··· Source material ···
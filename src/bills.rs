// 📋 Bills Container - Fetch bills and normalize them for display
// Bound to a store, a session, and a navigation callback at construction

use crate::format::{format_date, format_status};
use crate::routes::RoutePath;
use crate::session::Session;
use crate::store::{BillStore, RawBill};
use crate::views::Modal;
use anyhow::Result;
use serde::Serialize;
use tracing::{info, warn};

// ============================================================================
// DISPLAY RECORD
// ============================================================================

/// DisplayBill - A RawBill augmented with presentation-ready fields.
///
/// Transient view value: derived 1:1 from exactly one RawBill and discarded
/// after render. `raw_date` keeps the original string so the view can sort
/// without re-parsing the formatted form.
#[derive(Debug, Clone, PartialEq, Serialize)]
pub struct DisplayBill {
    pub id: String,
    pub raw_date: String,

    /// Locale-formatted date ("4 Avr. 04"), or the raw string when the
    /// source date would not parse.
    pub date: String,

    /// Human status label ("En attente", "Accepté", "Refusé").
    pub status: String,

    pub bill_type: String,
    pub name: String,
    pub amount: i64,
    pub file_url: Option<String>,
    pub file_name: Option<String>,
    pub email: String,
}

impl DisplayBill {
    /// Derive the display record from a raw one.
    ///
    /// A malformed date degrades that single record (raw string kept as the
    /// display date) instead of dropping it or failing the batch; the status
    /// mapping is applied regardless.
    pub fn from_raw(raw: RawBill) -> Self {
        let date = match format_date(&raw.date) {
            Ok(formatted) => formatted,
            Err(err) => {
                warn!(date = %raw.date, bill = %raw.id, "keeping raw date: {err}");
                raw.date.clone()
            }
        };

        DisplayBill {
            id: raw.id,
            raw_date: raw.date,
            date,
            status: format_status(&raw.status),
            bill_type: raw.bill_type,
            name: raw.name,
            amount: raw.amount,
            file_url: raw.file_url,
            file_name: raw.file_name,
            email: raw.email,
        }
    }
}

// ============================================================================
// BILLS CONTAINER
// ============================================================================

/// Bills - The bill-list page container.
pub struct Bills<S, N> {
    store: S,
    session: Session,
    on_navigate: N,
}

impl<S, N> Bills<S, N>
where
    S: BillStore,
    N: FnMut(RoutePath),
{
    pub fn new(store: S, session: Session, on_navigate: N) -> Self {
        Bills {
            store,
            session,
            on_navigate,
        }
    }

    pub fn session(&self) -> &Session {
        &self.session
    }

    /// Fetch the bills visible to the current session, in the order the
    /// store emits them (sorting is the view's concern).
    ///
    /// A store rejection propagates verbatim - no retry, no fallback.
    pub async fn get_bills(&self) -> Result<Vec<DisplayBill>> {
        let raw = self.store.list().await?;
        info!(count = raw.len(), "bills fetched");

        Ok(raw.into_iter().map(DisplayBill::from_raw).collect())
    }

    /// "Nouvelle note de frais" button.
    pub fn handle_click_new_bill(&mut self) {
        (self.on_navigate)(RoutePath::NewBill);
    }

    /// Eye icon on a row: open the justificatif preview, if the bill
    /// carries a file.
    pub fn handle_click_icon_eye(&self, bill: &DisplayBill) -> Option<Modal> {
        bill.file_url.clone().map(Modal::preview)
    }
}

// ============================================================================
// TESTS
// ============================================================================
···
Exercise directions
Only the lines from the opening of the material through the line with "use crate::session::Session;" should be echoed, exactly as written.

Solution to this task
filename src/bills.rs
// 📋 Bills Container - Fetch bills and normalize them for display
// Bound to a store, a session, and a navigation callback at construction

use crate::format::{format_date, format_status};
use crate::routes::RoutePath;
use crate::session::Session;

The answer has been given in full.